Most vaccines are injected into muscle, where they induce systemic immunity. A goal of many vaccine developers is to engineer inhalable formulations that would build up powerful immunity localized in the mucous membranes that line organs such as the lungs. But to do so, vaccines need to breach that mucous membrane and head to the lymph nodes within the lungs, where they can instruct the immune system to generate memory T cells, key players in long-term immunity.

To accomplish that, Darrell Irvine, a biological engineer at MIT, and his team looked to albumin, a protein that naturally crosses mucous membranes. The researchers engineered a peptide vaccine against vaccinia (an animal poxvirus) with a lipid tail that binds to albumin and gave it to mice. As hoped, albumin shepherded the vaccine across the mucous membrane, transporting it into the lungs and lymph nodes, where it persisted for two weeks. 

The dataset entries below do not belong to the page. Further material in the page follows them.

//! 画像バンドルの作成と読み込み
//!
//! Tar.gz形式で学習画像を1ファイルにまとめます。
//!
//! ファイル構成（tar.gz内部）:
//! - `<label> - <CLASS NAME>/<画像ファイル>` 例: `0 - BALTIMORE ORIOLE/0_35.jpg`
//! - 共通のルートディレクトリが1段あってもよい（例: `bird_data/0 - BALTIMORE ORIOLE/0_35.jpg`）

use anyhow::{Context, Result};
use flate2::read::GzDecoder;
use flate2::write::GzEncoder;
use flate2::Compression;
use image::RgbImage;
use std::fs::File;
use std::io::Read;
use std::path::{Component, Path, PathBuf};
use tar::{Archive, Builder};

use crate::types::ClassTable;

/// バンドルから読み込んだデータ
pub struct BundleData {
    pub images: Vec<RgbImage>,
    pub labels: Vec<usize>,
    pub classes: Vec<String>,
}

fn is_image_file(path: &Path) -> bool {
    path.extension()
        .map(|ext| ext.to_string_lossy().to_lowercase())
        .is_some_and(|ext| ext == "png" || ext == "jpg" || ext == "jpeg")
}

/// "12 - HOUSE FINCH" -> (12, "HOUSE FINCH")
pub fn parse_class_dir_name(name: &str) -> Option<(usize, String)> {
    let (label, class_name) = name.split_once(" - ")?;
    let label = label.trim().parse().ok()?;
    let class_name = class_name.trim();
    if class_name.is_empty() {
        return None;
    }
    Some((label, class_name.to_string()))
}

/// 画像ファイルを直接含むディレクトリの名前
///
/// `tar czf bird_data.tar.gz bird_data` のように共通のルートがあっても
/// `bird_data/0 - BALTIMORE ORIOLE/0_35.jpg` からクラスディレクトリを取り出せる。
fn class_dir_name(path: &Path) -> Option<String> {
    let components: Vec<_> = path
        .components()
        .filter(|component| !matches!(component, Component::CurDir))
        .collect();
    // ファイルが直下にある場合は対象外
    let [.., dir, _file] = components.as_slice() else {
        return None;
    };
    Some(dir.as_os_str().to_string_lossy().into_owned())
}

/// Tar.gz バンドルから画像・ラベル・クラス名を読み込む
pub fn load_data(bundle_path: &Path) -> Result<BundleData> {
    let file = File::open(bundle_path)
        .context(format!("Failed to open bundle: {:?}", bundle_path))?;

    let decoder = GzDecoder::new(file);
    let mut archive = Archive::new(decoder);

    let mut images = Vec::new();
    let mut labels = Vec::new();
    let mut class_table = ClassTable::new();

    for entry in archive.entries()? {
        let mut entry = entry?;
        if !entry.header().entry_type().is_file() {
            continue;
        }

        let path = entry.path()?.into_owned();
        if !is_image_file(&path) {
            continue;
        }

        let Some(dir_name) = class_dir_name(&path) else {
            tracing::warn!(path = %path.display(), "skipping image outside of a class directory");
            continue;
        };
        let (label, class_name) = parse_class_dir_name(&dir_name)
            .with_context(|| format!("Invalid class directory name: '{}'", dir_name))?;

        let mut buffer = Vec::new();
        entry.read_to_end(&mut buffer)?;
        let image = image::load_from_memory(&buffer)
            .with_context(|| format!("Failed to decode image: {}", path.display()))?
            .to_rgb8();

        class_table.register(label, &class_name)?;
        images.push(image);
        labels.push(label);
    }

    if images.is_empty() {
        anyhow::bail!("No images found in bundle {}", bundle_path.display());
    }

    let classes = class_table.into_classes()?;

    Ok(BundleData {
        images,
        labels,
        classes,
    })
}

fn sorted_entries(dir: &Path) -> Result<Vec<PathBuf>> {
    let mut entries = std::fs::read_dir(dir)
        .with_context(|| format!("Failed to read directory: {}", dir.display()))?
        .map(|entry| entry.map(|entry| entry.path()))
        .collect::<std::io::Result<Vec<_>>>()?;
    entries.sort();
    Ok(entries)
}

/// `<label> - <CLASS NAME>/` 形式のディレクトリ群を Tar.gz バンドルにまとめる
///
/// 戻り値は追加した画像の枚数。
pub fn pack_bundle(source_dir: &Path, output_path: &Path) -> Result<usize> {
    if let Some(parent) = output_path.parent() {
        std::fs::create_dir_all(parent)
            .context(format!("Failed to create parent directory: {:?}", parent))?;
    }

    let file = File::create(output_path)
        .context(format!("Failed to create bundle: {:?}", output_path))?;
    let encoder = GzEncoder::new(file, Compression::default());
    let mut tar_builder = Builder::new(encoder);

    let mut count = 0;

    for class_dir in sorted_entries(source_dir)? {
        if !class_dir.is_dir() {
            continue;
        }
        let dir_name = class_dir
            .file_name()
            .and_then(|n| n.to_str())
            .ok_or_else(|| anyhow::anyhow!("Invalid directory name: {}", class_dir.display()))?;

        if parse_class_dir_name(dir_name).is_none() {
            tracing::warn!(dir = dir_name, "skipping directory without '<label> - <class>' name");
            continue;
        }

        for image_path in sorted_entries(&class_dir)? {
            if !image_path.is_file() || !is_image_file(&image_path) {
                continue;
            }
            let Some(file_name) = image_path.file_name() else {
                continue;
            };
            let name_in_archive = Path::new(dir_name).join(file_name);
            tar_builder
                .append_path_with_name(&image_path, &name_in_archive)
                .with_context(|| format!("Failed to add {} to bundle", image_path.display()))?;
            count += 1;
        }
    }

    tar_builder
        .into_inner()
        .context("Failed to finalize bundle")?
        .finish()
        .context("Failed to finish gzip stream")?;

    Ok(count)
}

#[cfg(test)]
mod tests {
    use super::*;
    use crate::ml::dataset::tests::fixture_dir;
    use image::Rgb;

    #[test]
    fn test_parse_class_dir_name() {
        assert_eq!(
            parse_class_dir_name("16 - HOUSE FINCH"),
            Some((16, "HOUSE FINCH".to_string()))
        );
        assert_eq!(parse_class_dir_name("HOUSE FINCH"), None);
        assert_eq!(parse_class_dir_name("x - HOUSE FINCH"), None);
        assert_eq!(parse_class_dir_name("3 - "), None);
    }

    #[test]
    fn test_pack_and_load_bundle() {
        let dir = fixture_dir("bundle");
        let source = dir.join("bird_data");
        for (label, class_name, count) in [(0, "BALTIMORE ORIOLE", 2), (1, "MYNA", 3)] {
            let class_dir = source.join(format!("{} - {}", label, class_name));
            std::fs::create_dir_all(&class_dir).unwrap();
            for i in 0..count {
                RgbImage::from_pixel(5, 5, Rgb([label as u8 * 100, i as u8, 0]))
                    .save(class_dir.join(format!("{}_{}.png", label, i)))
                    .unwrap();
            }
        }
        // 対象外のファイル
        std::fs::write(source.join("README.txt"), "not an image").unwrap();

        let bundle_path = dir.join("birds.tar.gz");
        assert_eq!(pack_bundle(&source, &bundle_path).unwrap(), 5);

        let data = load_data(&bundle_path).unwrap();
        assert_eq!(data.images.len(), 5);
        assert_eq!(data.labels, vec![0, 0, 1, 1, 1]);
        assert_eq!(data.classes, vec!["BALTIMORE ORIOLE".to_string(), "MYNA".to_string()]);
        assert_eq!(data.images[2].get_pixel(0, 0), &Rgb([100, 0, 0]));
    }

    #[test]
    fn test_load_bundle_with_root_directory() {
        let dir = fixture_dir("bundle_root");
        let source = dir.join("bird_data");
        for (label, class_name, count) in [(0, "BALTIMORE ORIOLE", 1), (1, "BARN OWL", 2)] {
            let class_dir = source.join(format!("{} - {}", label, class_name));
            std::fs::create_dir_all(&class_dir).unwrap();
            for i in 0..count {
                RgbImage::from_pixel(4, 4, Rgb([label as u8, i as u8, 0]))
                    .save(class_dir.join(format!("{}_{}.png", label, i)))
                    .unwrap();
            }
        }

        // tar czf birds.tar.gz bird_data と同じ構成
        let bundle_path = dir.join("birds.tar.gz");
        let encoder = GzEncoder::new(File::create(&bundle_path).unwrap(), Compression::default());
        let mut builder = Builder::new(encoder);
        builder.append_dir_all("bird_data", &source).unwrap();
        builder.into_inner().unwrap().finish().unwrap();

        let data = load_data(&bundle_path).unwrap();
        assert_eq!(data.images.len(), 3);
        assert_eq!(data.classes, vec!["BALTIMORE ORIOLE".to_string(), "BARN OWL".to_string()]);
        assert_eq!(data.labels.iter().filter(|&&label| label == 1).count(), 2);
    }

    #[test]
    fn test_class_dir_name() {
        assert_eq!(
            class_dir_name(Path::new("./bird_data/2 - MYNA/2_119.jpg")),
            Some("2 - MYNA".to_string())
        );
        assert_eq!(class_dir_name(Path::new("2 - MYNA/2_119.jpg")), Some("2 - MYNA".to_string()));
        assert_eq!(class_dir_name(Path::new("2_119.jpg")), None);
    }

    #[test]
    fn test_load_missing_bundle() {
        assert!(load_data(Path::new("/nonexistent/birds.tar.gz")).is_err());
    }
}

When exposed to the virus, all of the mice that received the new vaccine intratracheally (to imitate an aerosolized vaccine for humans) survived, while those vaccinated with a standard vaccine or subcutaneously with the new vaccine all died.

The researchers also tested an albumin-binding vaccine against melanoma. When mice given this vaccine were later injected with melanoma cells to mimic metastases in the bloodstream, 8 out of 10 survived for 100 days, compared to 4 out of 10 that received a subcutaneous vaccine.

The key to the enhanced immunity was ensuring that the antigen stayed in the animals’ systems for at least two weeks, Irvine says. Standard peptide vaccines that lack a lipid tail typically degrade rapidly in vivo. “This suggests that any vaccine that promotes antigen/adjuvant persistence over such a timescale may be more effective for promoting protective T cell responses.”

“It will be particularly exciting” if the strategy works in humans, says Alistair Ramsay, a microbiologist at Louisiana State University who was not involved in the study.